*** Begin section ***

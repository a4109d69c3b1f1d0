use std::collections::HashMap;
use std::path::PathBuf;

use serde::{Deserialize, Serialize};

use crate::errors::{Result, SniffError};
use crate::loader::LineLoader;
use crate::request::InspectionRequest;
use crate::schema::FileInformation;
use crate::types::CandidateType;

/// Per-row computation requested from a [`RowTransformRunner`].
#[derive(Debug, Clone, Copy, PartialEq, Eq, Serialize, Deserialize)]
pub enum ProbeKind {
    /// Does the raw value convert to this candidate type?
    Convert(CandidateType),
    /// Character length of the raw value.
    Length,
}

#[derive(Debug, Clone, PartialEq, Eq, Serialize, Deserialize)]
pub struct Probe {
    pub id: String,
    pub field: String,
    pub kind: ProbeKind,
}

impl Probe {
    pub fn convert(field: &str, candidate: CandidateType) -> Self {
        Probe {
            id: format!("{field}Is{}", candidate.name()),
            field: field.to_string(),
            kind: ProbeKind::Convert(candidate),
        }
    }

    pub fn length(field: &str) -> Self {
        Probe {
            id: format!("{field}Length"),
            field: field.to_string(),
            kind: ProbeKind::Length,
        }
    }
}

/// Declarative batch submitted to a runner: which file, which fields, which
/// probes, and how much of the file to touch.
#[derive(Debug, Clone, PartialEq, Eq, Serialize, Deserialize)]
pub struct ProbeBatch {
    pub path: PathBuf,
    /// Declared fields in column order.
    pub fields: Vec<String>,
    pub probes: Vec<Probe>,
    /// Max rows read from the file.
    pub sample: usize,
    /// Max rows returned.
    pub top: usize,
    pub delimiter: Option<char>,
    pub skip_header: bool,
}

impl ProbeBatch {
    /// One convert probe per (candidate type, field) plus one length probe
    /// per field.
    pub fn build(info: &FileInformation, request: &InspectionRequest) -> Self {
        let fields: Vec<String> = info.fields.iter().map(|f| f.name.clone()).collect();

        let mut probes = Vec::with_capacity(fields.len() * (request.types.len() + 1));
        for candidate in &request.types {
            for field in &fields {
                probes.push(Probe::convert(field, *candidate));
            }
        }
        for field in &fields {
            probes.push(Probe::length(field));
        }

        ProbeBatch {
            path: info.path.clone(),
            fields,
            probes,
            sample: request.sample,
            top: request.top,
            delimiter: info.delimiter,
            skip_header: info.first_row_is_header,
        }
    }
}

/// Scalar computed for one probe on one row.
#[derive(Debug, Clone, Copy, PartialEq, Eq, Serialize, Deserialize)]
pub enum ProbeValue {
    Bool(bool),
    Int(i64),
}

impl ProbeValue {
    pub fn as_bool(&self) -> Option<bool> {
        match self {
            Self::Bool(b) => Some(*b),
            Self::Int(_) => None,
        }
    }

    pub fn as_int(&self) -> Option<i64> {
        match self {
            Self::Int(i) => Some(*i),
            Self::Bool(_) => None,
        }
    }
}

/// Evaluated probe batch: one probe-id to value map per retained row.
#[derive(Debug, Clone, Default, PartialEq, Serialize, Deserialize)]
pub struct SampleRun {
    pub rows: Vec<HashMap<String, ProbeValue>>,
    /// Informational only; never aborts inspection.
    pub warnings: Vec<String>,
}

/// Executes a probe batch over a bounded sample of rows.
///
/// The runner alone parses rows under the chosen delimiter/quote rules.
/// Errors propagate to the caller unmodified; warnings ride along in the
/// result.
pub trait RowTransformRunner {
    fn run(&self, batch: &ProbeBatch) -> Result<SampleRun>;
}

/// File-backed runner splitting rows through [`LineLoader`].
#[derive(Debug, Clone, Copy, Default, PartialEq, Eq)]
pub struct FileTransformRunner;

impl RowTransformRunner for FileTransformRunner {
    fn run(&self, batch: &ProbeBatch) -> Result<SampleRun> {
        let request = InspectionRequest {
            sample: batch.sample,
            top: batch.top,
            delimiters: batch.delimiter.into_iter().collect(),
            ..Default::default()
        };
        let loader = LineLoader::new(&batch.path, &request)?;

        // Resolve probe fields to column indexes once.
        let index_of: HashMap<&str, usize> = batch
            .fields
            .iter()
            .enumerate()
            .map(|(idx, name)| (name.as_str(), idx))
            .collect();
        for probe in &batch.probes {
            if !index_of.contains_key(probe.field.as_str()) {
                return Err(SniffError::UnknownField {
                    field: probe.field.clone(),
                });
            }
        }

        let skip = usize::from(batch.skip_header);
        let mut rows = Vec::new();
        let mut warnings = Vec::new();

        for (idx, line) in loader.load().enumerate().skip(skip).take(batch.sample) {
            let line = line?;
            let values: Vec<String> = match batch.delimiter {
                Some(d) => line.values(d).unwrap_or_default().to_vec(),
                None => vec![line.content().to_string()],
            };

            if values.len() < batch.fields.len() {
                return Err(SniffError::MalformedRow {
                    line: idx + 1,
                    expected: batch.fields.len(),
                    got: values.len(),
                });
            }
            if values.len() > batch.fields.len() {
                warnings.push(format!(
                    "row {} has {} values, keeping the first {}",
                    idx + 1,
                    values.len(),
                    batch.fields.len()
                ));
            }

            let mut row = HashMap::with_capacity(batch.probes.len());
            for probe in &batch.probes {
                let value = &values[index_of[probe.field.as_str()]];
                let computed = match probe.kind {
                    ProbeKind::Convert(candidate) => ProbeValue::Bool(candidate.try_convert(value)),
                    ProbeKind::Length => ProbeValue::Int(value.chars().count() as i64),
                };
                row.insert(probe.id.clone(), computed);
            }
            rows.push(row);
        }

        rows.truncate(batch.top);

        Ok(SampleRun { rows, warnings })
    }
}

*** End section ***
*** Begin section ***

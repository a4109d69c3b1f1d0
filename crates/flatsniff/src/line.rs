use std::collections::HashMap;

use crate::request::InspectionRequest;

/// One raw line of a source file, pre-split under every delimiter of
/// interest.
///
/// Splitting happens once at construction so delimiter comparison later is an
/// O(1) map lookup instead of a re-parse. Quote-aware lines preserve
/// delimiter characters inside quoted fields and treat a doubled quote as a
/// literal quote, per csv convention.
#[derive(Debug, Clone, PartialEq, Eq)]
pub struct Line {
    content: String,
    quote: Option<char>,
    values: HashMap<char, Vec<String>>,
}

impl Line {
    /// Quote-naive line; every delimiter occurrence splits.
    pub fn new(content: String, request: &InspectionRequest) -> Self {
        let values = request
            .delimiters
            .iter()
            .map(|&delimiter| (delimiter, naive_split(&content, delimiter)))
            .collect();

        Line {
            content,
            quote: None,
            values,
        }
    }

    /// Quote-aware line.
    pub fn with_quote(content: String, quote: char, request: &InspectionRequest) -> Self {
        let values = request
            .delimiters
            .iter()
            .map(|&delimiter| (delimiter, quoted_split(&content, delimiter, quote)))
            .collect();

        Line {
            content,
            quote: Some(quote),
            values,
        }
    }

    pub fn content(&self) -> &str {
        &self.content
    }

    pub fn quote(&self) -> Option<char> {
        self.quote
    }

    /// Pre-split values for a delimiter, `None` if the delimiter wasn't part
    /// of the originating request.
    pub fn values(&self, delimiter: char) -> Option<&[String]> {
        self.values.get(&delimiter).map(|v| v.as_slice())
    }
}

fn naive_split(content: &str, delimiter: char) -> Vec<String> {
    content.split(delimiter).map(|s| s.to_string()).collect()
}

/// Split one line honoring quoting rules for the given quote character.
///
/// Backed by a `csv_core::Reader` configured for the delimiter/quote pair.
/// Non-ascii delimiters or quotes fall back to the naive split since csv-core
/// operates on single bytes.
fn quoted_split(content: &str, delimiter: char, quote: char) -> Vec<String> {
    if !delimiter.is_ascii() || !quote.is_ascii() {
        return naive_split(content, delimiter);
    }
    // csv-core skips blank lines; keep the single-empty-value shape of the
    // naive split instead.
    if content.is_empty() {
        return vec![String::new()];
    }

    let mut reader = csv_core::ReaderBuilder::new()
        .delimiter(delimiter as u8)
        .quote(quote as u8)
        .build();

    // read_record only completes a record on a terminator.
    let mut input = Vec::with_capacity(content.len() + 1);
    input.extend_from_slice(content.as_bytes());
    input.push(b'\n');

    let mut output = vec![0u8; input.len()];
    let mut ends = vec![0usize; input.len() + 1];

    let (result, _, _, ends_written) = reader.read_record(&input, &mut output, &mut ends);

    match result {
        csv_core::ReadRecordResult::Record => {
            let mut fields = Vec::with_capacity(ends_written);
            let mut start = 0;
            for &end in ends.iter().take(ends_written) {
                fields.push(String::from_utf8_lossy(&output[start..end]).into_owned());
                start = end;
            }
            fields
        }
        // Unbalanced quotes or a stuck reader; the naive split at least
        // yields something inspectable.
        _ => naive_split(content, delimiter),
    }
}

*** End section ***

- REQUIREMENT
Go through the material above and report each line containing "impl".

- TASK OUTPUT
impl Probe {
impl ProbeBatch {
impl ProbeValue {
impl RowTransformRunner for FileTransformRunner {
impl Line {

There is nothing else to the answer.